[Extracted records]
-----

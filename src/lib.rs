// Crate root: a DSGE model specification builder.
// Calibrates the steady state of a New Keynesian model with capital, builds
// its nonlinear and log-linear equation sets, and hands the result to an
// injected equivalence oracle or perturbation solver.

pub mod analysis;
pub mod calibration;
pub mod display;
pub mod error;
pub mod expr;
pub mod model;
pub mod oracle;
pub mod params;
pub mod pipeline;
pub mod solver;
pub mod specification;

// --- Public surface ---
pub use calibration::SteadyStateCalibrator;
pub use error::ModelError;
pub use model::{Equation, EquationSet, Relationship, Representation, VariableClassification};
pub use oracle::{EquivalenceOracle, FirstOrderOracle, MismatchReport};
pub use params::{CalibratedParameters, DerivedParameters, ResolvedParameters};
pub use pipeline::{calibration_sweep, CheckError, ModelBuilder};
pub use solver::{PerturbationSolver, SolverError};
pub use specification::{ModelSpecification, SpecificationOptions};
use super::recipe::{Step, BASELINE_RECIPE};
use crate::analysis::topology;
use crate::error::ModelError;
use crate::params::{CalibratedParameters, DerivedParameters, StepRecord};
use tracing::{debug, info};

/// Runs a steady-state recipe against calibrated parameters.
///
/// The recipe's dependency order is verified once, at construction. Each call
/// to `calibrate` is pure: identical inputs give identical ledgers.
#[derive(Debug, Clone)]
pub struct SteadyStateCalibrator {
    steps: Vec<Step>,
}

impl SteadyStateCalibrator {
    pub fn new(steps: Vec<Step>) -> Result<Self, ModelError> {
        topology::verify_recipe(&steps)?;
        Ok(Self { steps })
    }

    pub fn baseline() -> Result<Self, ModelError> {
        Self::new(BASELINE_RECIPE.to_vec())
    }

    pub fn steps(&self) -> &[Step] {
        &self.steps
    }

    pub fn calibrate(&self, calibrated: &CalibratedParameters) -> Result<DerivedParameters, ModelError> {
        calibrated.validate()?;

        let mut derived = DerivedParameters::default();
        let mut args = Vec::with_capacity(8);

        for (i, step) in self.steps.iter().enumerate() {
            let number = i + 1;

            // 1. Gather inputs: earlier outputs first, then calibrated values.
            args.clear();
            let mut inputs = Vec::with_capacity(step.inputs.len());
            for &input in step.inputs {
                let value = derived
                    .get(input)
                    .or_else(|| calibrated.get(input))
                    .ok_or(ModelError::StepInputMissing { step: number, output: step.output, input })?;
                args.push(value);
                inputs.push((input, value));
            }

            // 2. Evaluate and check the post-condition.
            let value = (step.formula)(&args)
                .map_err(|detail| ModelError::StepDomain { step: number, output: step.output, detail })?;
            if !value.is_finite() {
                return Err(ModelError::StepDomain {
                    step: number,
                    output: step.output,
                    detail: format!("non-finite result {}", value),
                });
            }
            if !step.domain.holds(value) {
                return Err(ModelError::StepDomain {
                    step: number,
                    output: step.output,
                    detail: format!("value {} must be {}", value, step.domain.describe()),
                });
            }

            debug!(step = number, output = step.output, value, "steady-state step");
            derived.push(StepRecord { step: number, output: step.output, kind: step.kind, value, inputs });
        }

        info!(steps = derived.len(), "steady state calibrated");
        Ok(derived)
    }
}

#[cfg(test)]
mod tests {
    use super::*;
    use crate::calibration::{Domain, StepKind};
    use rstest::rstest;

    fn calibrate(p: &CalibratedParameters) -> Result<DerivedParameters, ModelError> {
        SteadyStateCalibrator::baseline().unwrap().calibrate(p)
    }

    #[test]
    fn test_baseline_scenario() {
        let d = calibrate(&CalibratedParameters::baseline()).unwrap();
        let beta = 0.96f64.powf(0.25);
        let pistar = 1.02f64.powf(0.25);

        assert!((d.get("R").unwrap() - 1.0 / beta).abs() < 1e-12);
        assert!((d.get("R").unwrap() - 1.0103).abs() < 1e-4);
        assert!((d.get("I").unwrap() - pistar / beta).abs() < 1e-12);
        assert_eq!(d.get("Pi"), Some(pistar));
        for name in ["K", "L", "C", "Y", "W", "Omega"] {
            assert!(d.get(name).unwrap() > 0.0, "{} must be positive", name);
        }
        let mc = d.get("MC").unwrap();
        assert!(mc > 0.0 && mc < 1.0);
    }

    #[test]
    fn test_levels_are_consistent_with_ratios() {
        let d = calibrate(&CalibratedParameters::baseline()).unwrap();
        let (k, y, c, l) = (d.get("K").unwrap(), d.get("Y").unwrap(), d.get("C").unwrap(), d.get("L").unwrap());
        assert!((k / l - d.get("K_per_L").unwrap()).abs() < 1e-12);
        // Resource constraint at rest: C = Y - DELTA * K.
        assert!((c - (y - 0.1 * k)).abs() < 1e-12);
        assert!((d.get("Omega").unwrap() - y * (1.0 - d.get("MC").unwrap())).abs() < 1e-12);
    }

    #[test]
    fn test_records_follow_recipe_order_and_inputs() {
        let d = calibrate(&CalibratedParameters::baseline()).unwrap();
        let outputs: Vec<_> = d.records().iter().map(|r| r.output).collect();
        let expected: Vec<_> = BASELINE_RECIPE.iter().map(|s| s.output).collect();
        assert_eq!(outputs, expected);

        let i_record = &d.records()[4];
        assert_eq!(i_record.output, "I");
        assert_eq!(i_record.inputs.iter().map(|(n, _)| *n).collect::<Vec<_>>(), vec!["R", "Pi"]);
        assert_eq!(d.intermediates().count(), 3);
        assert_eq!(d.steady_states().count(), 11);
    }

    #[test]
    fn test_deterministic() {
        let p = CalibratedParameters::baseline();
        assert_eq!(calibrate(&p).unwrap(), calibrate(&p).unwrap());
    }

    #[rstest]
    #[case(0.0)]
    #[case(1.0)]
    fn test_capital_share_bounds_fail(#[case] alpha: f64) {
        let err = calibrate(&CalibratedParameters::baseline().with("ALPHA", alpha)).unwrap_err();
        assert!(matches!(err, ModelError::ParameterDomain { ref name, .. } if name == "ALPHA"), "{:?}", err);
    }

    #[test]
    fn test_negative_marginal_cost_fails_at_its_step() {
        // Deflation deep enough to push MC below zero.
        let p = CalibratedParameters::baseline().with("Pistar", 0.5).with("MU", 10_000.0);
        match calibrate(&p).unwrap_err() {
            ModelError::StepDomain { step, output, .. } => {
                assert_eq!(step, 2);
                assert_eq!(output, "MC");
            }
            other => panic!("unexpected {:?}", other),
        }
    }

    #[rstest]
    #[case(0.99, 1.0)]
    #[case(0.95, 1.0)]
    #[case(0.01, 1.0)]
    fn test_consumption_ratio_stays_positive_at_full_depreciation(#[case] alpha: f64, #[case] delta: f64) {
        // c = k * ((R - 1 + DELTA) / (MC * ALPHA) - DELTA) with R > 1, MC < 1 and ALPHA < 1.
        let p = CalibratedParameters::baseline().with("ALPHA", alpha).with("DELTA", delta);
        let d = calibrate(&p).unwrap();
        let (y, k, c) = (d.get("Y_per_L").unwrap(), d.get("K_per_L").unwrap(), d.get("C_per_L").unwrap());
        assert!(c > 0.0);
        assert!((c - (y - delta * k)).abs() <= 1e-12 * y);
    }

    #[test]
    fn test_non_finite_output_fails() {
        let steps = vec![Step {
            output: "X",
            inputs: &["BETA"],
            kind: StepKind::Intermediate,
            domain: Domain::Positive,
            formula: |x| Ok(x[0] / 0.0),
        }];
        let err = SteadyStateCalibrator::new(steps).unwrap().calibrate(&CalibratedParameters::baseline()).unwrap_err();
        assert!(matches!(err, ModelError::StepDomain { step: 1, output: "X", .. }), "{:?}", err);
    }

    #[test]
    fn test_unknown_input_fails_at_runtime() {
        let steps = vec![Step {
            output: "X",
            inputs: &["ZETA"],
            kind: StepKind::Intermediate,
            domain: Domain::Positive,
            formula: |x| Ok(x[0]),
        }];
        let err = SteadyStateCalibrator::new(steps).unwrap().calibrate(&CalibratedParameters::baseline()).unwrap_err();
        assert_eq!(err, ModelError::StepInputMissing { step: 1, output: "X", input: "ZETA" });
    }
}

-----

§ Task to carry out
Copy every line from the records that holds the string "collect".

§ Response box
        let outputs: Vec<_> = d.records().iter().map(|r| r.output).collect();
        let expected: Vec<_> = BASELINE_RECIPE.iter().map(|s| s.output).collect();
        assert_eq!(i_record.inputs.iter().map(|(n, _)| *n).collect::<Vec<_>>(), vec!["R", "Pi"]);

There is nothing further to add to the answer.